Dr. Leif Johansson brings to our team a world-class, 15 year expertise related for radio-frequency photonics, analog optical communications, radio over fiber systems and advanced modulation format optical communications.

Prior to his work at Freedom Photonics, Dr. Johansson was responsible for several DARPA funded programs in the arena of RF photonics at the University of California ,Santa Barbara. Dr. Johansson joined UCSB in 2002 as a project scientist, and has since been actively involved in defining new areas of research in this area, while gaining firsthand experience in planning, budgeting, and oversight of execution of new and ongoing research projects.

As part of the $6.2M RFLICs program, Dr. Johansson was in charge of managing the development of novel optical transmitters with very high linearity and to develop RF optical links with gain. As part of the DARPA funded PHORFRONT program, he was in charge of defining the technical goals of the program, and then of the full program execution and leadership of the diverse team of university and industrial partners in both photonics and electronics. At the same time, he has was working with Agility Communications as a consultant, evaluating Agility’s new device concepts, in particular relating to the analog communications. Dr. Johansson has authored or co-authored over 100 publications in the areas of RF photonics and integrated photonic circuits.

 
General Manager, Co-Founder

Dr. Milan L. Mashanovitch

Dr. Mashanovitch is actively involved with the photonic integrated circuit technology and product development at Freedom Photonics. He is the principal investigator on numerous projects. Dr. Mashanovitch is actively involved in seeking new business opportunities in diverse markets within Freedom’s scope of competence. He currently teaches a semiconductor laser design graduate level class at the University of California, Santa Barbara.

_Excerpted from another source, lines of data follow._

use clap::{Parser, Subcommand};

/// normo-index - Incremental vector index for a directory of legal documents
#[derive(Parser, Debug)]
#[command(name = "normo-index")]
#[command(about = "Keeps a local vector index in sync with a directory of PDF and text documents", long_about = None)]
#[command(version)]
pub struct Cli {
    #[command(subcommand)]
    pub command: Commands,

    /// Custom base directory (default: ~/.normo-index)
    #[arg(long, global = true)]
    pub base_dir: Option<String>,
}

#[derive(Subcommand, Debug)]
pub enum Commands {
    /// Create the data directory and write default settings
    Init {
        /// Directory holding the source documents
        #[arg(short, long)]
        source: Option<String>,
    },
    /// Show indexed, failed and pending document counts
    Status,
    /// List every known document with its state
    List,
    /// Bring the index in line with the source directory
    Sync {
        /// Re-process documents even if they are unchanged
        #[arg(short, long)]
        force: bool,
        /// Only sync these document ids (relative paths)
        #[arg(value_name = "DOC_ID")]
        documents: Vec<String>,
    },
    /// Delete every chunk and manifest entry
    Reset {
        /// Do not ask for confirmation
        #[arg(short, long)]
        yes: bool,
    },
    /// Search the index
    Search {
        query: String,
        /// Maximum number of results to return
        #[arg(short, long, default_value_t = 5)]
        limit: usize,
        /// Only documents of this type (e.g. law, regulation)
        #[arg(long = "type")]
        document_type: Option<String>,
        /// Only documents of this jurisdiction (e.g. federal, vienna)
        #[arg(long)]
        jurisdiction: Option<String>,
        /// Restrict to these document ids
        #[arg(long = "doc")]
        documents: Vec<String>,
        /// Drop results scoring below this
        #[arg(long)]
        min_score: Option<f32>,
    },
    /// Watch the source directory and sync on every change
    Watch {
        /// Quiet period before a burst of changes triggers a sync
        #[arg(long, value_name = "MS", default_value_t = 2000)]
        debounce_ms: u64,
    },
}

Dr. Mashanovitch brings to the team a diverse engineering background, including more than 12 years of experience in working with integrated photonics, spanning over modeling, design, fabrication, testing and packaging of photonic integrated circuits.

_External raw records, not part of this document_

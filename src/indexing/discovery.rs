use crate::core::error::{Error, Result};
use crate::indexing::fingerprint::{fingerprint_file, stat_fingerprint, DocumentFingerprint};
use ignore::WalkBuilder;
use std::collections::BTreeMap;
use std::path::{Path, PathBuf};
use tracing::warn;

/// A discovered source document
#[derive(Debug, Clone, PartialEq, Eq)]
pub struct SourceFile {
    pub path: PathBuf,
    /// Relative path with `/` separators, stable across platforms
    pub document_id: String,
}

/// One readable document in a snapshot
#[derive(Debug, Clone)]
pub struct SnapshotEntry {
    pub file: SourceFile,
    pub fingerprint: DocumentFingerprint,
}

/// A document that exists but could not be read
#[derive(Debug, Clone, PartialEq, Eq)]
pub struct UnreadableFile {
    pub reason: String,
    /// Size and mtime only; the content hash is empty
    pub fingerprint: DocumentFingerprint,
}

/// Fingerprinted view of the source folder at one point in time
#[derive(Debug, Clone, Default)]
pub struct Snapshot {
    pub documents: BTreeMap<String, SnapshotEntry>,
    pub unreadable: BTreeMap<String, UnreadableFile>,
}

impl Snapshot {
    /// Whether a document exists on disk, readable or not
    pub fn contains(&self, document_id: &str) -> bool {
        self.documents.contains_key(document_id) || self.unreadable.contains_key(document_id)
    }
}

/// Discover all supported documents below `root`, respecting .gitignore rules
pub fn discover_documents(root: &Path) -> Result<Vec<SourceFile>> {
    if !root.exists() {
        return Err(Error::Config(format!(
            "Directory does not exist: {}",
            root.display()
        )));
    }

    if !root.is_dir() {
        return Err(Error::Config(format!(
            "Path is not a directory: {}",
            root.display()
        )));
    }

    let mut files = Vec::new();

    let walker = WalkBuilder::new(root)
        .hidden(false)
        .git_ignore(true)
        .git_exclude(true)
        .require_git(false)
        .build();

    for result in walker {
        match result {
            Ok(entry) => {
                let path = entry.path();
                if path.is_dir() || !is_supported_document(path) {
                    continue;
                }

                let relative = path.strip_prefix(root).map_err(|e| {
                    Error::Config(format!("Failed to get relative path: {}", e))
                })?;

                files.push(SourceFile {
                    path: path.to_path_buf(),
                    document_id: document_id_for(relative),
                });
            }
            Err(err) => {
                warn!(error = %err, "failed to access entry while walking sources");
            }
        }
    }

    files.sort_by(|a, b| a.document_id.cmp(&b.document_id));
    Ok(files)
}

/// Fingerprint every discovered file
pub fn take_snapshot(files: &[SourceFile]) -> Snapshot {
    let mut snapshot = Snapshot::default();
    for file in files {
        match fingerprint_file(&file.document_id, &file.path) {
            Ok(fingerprint) => {
                snapshot.documents.insert(
                    file.document_id.clone(),
                    SnapshotEntry {
                        file: file.clone(),
                        fingerprint,
                    },
                );
            }
            Err(e) => {
                warn!(document = %file.document_id, error = %e, "source document unreadable");
                let reason = match e {
                    Error::UnreadableSource { reason, .. } => reason,
                    other => other.to_string(),
                };
                snapshot.unreadable.insert(
                    file.document_id.clone(),
                    UnreadableFile {
                        reason,
                        fingerprint: stat_fingerprint(&file.document_id, &file.path),
                    },
                );
            }
        }
    }
    snapshot
}

/// Check if a file is a supported source document based on extension
pub fn is_supported_document(path: &Path) -> bool {
    path.extension()
        .and_then(|ext| ext.to_str())
        .map(|ext| matches!(ext.to_lowercase().as_str(), "pdf" | "txt"))
        .unwrap_or(false)
}

fn document_id_for(relative: &Path) -> String {
    relative
        .components()
        .map(|c| c.as_os_str().to_string_lossy())
        .collect::<Vec<_>>()
        .join("/")
}
use crate::core::error::{Error, Result};
use serde::{Deserialize, Serialize};
use sha2::{Digest, Sha256};
use std::io::Read;
use std::path::Path;

/// Identity snapshot of a source document used for change detection
#[derive(Debug, Clone, PartialEq, Eq, Serialize, Deserialize)]
pub struct DocumentFingerprint {
    pub document_id: String,
    pub byte_size: u64,
    /// Unix seconds
    pub modified_time: u64,
    /// Hex SHA-256 of the content
    pub content_hash: String,
}

/// How a current fingerprint relates to the one recorded at index time
#[derive(Debug, Clone, Copy, PartialEq, Eq)]
pub enum FingerprintMatch {
    Same,
    /// Same bytes, different mtime
    Touched,
    Changed,
}

impl DocumentFingerprint {
    /// Compare against a previously recorded fingerprint.
    ///
    /// The hash decides: size is only a cheap pre-filter and mtime never
    /// causes re-processing on its own.
    pub fn compare(&self, recorded: &DocumentFingerprint) -> FingerprintMatch {
        if self.byte_size != recorded.byte_size || self.content_hash != recorded.content_hash {
            return FingerprintMatch::Changed;
        }
        if self.modified_time != recorded.modified_time {
            return FingerprintMatch::Touched;
        }
        FingerprintMatch::Same
    }

    /// Short hash prefix used to namespace chunk ids per content version
    pub fn short_hash(&self) -> &str {
        let end = self.content_hash.len().min(12);
        &self.content_hash[..end]
    }
}

/// Fingerprint a file on disk
pub fn fingerprint_file(document_id: &str, path: &Path) -> Result<DocumentFingerprint> {
    let unreadable = |e: std::io::Error| Error::UnreadableSource {
        document_id: document_id.to_string(),
        reason: e.to_string(),
    };

    let metadata = std::fs::metadata(path).map_err(unreadable)?;
    if !metadata.is_file() {
        return Err(Error::UnreadableSource {
            document_id: document_id.to_string(),
            reason: "not a regular file".to_string(),
        });
    }
    let modified_time = modified_secs(&metadata);

    let file = std::fs::File::open(path).map_err(unreadable)?;
    let (content_hash, byte_size) = hash_reader(file).map_err(unreadable)?;

    Ok(DocumentFingerprint {
        document_id: document_id.to_string(),
        byte_size,
        modified_time,
        content_hash,
    })
}

/// Size and mtime of a file whose content cannot be hashed.
///
/// Lets a failure be recorded against the file as it currently is, so it is
/// retried only once the file changes. Missing metadata reads as zero.
pub fn stat_fingerprint(document_id: &str, path: &Path) -> DocumentFingerprint {
    let (byte_size, modified_time) = match std::fs::metadata(path) {
        Ok(metadata) => (metadata.len(), modified_secs(&metadata)),
        Err(_) => (0, 0),
    };
    DocumentFingerprint {
        document_id: document_id.to_string(),
        byte_size,
        modified_time,
        content_hash: String::new(),
    }
}

fn modified_secs(metadata: &std::fs::Metadata) -> u64 {
    metadata
        .modified()
        .ok()
        .and_then(|t| t.duration_since(std::time::UNIX_EPOCH).ok())
        .map(|d| d.as_secs())
        .unwrap_or(0)
}

/// Calculate SHA256 of a byte stream, returning the hex digest and length
pub fn hash_reader<R: Read>(mut reader: R) -> std::io::Result<(String, u64)> {
    let mut hasher = Sha256::new();
    let mut buffer = [0u8; 8192];
    let mut total = 0u64;

    loop {
        let bytes_read = reader.read(&mut buffer)?;
        if bytes_read == 0 {
            break;
        }
        total += bytes_read as u64;
        hasher.update(&buffer[..bytes_read]);
    }

    Ok((format!("{:x}", hasher.finalize()), total))
}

Prior to co-founding Freedom Photonics LLC, Dr. Mashanovitch designed the world’s first C-band tunable wavelength converter operating at 10 Gbps, and more recently at 40 Gbps. Upon obtaining his Ph.D., he served as an assistant Project Scientist at the University of California, Santa Barbara, where he was responsible for a $1.8 million research program on monolithically integrated InP chips for optical routing and switching, one of the major components DARPA’s Data-in-Optical Domain program.

While working on these functionally complex photonic integrated circuits, Dr. Mashanovitch acquired direct experience in planning, budgeting, and oversight of execution of new and ongoing research projects, as well as management and planning of the research projects’ resources for timely execution of research tasks and goals. In addition, Dr. Mashanovitch was in charge of photonic device outsourced manufacturing and coordination of related efforts with other industrial and government research team members and partners.

Dr. Mashanovitch also worked as an engineer at the Lucent Technologies Netherlands in the wireless IP hardware networking group, as well as the Jet Propulsion Laboratory in Pasadena, CA, in the Planetary Science Division. Dr. Mashanovitch has coauthored over seventy papers on photonic integrated circuit technologies and packet switching, and has given numerous invited and contributed talks at peer-reviewed international conferences. He has taught semiconductor laser graduate level courses at UCSB as an adjunct professor, and is one of the authors of the “Diode Lasers and Photonic Integrated Circuits” textbook, to be published by John Wiley and Sons in 2011.